▶ Problem requirements
Copy each line of the records below that has "merged" in it.

(Collected data)
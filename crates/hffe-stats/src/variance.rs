//! Daily variance estimators over the return matrix.
//!
//! - **Realized variance** `RV_j = sum_i r_ij^2` converges to quadratic
//!   variation, which includes the contribution of any jumps.
//! - **Bipower variance** `BV_j = (pi/2) * sum_i |r_ij| |r_(i+1)j|` converges
//!   to integrated variance even with finite-activity jumps, because a single
//!   jump only ever enters a product next to an ordinary return.

use std::f64::consts::FRAC_PI_2;

use ndarray::{s, Array1, Array2, Axis};

/// `|r[i, j]| * |r[i + 1, j]|` for every adjacent pair inside a day.
///
/// Shape is `(n - 1) x T`; empty when a day has fewer than two returns.
pub fn adjacent_abs_products(returns: &Array2<f64>) -> Array2<f64> {
    if returns.nrows() < 2 {
        return Array2::zeros((0, returns.ncols()));
    }
    let abs = returns.mapv(f64::abs);
    &abs.slice(s![..-1, ..]) * &abs.slice(s![1.., ..])
}

/// Realized variance, one value per day.
pub fn realized_variance(returns: &Array2<f64>) -> Array1<f64> {
    returns.mapv(|r| r * r).sum_axis(Axis(0))
}

/// Bipower variance, one value per day.
pub fn bipower_variance(returns: &Array2<f64>) -> Array1<f64> {
    adjacent_abs_products(returns).sum_axis(Axis(0)) * FRAC_PI_2
}
//! hffe-config
//!
//! Layered YAML configuration for analysis runs. Documents are merged in
//! order (later overrides earlier, mappings merged key by key), converted to
//! JSON, serialized canonically and hashed, so a run can be tied to the exact
//! parameters it used.

use anyhow::{Context, Result};
use serde_json::Value;
use sha2::{Digest, Sha256};
use std::fs;

mod analysis;
mod unused;

pub use analysis::{AnalysisConfig, JumpsConfig, LiquidityConfig};
pub use unused::{consumed_pointers, report_unused_keys, UnusedKeyPolicy, UnusedKeyReport};

#[derive(Debug, Clone)]
pub struct LoadedConfig {
    /// SHA-256 of `canonical_json`, lowercase hex.
    pub config_hash: String,
    pub canonical_json: String,
    pub config_json: Value,
}

pub fn load_layered_yaml<P: AsRef<std::path::Path>>(paths: &[P]) -> Result<LoadedConfig> {
    let docs = paths
        .iter()
        .map(|p| {
            let p = p.as_ref();
            fs::read_to_string(p).with_context(|| format!("failed to read yaml path: {}", p.display()))
        })
        .collect::<Result<Vec<String>>>()?;

    let doc_refs: Vec<&str> = docs.iter().map(String::as_str).collect();
    load_layered_yaml_from_strings(&doc_refs)
}

pub fn load_layered_yaml_from_strings(yaml_docs: &[&str]) -> Result<LoadedConfig> {
    let mut merged = serde_json::json!({});
    for (i, raw) in yaml_docs.iter().enumerate() {
        let v_yaml: serde_yaml::Value =
            serde_yaml::from_str(raw).with_context(|| format!("invalid yaml (layer {i})"))?;
        let v_json = serde_json::to_value(v_yaml).context("yaml->json conversion failed")?;
        // An empty document parses as null; treat it as an empty layer.
        if !v_json.is_null() {
            merged = deep_merge(merged, v_json);
        }
    }

    let canonical_json = canonicalize_json(&merged)?;
    let config_hash = sha256_hex(canonical_json.as_bytes());
    Ok(LoadedConfig {
        config_hash,
        canonical_json,
        config_json: merged,
    })
}

fn deep_merge(base: Value, overlay: Value) -> Value {
    match (base, overlay) {
        (Value::Object(mut base_map), Value::Object(overlay_map)) => {
            for (k, v) in overlay_map {
                let prev = base_map.remove(&k).unwrap_or(Value::Null);
                base_map.insert(k, deep_merge(prev, v));
            }
            Value::Object(base_map)
        }
        (_, other) => other,
    }
}

/// Compact JSON. `serde_json::Map` is key-sorted, so equal trees serialize
/// identically regardless of source key order.
fn canonicalize_json(v: &Value) -> Result<String> {
    serde_json::to_string(v).context("canonical json serialize failed")
}

fn sha256_hex(bytes: &[u8]) -> String {
    let mut hasher = Sha256::new();
    hasher.update(bytes);
    hex::encode(hasher.finalize())
}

▶ Completed exercise
//! Layered YAML configuration for analysis runs. Documents are merged in
//! order (later overrides earlier, mappings merged key by key), converted to
    let mut merged = serde_json::json!({});
            merged = deep_merge(merged, v_json);
    let canonical_json = canonicalize_json(&merged)?;
        config_json: merged,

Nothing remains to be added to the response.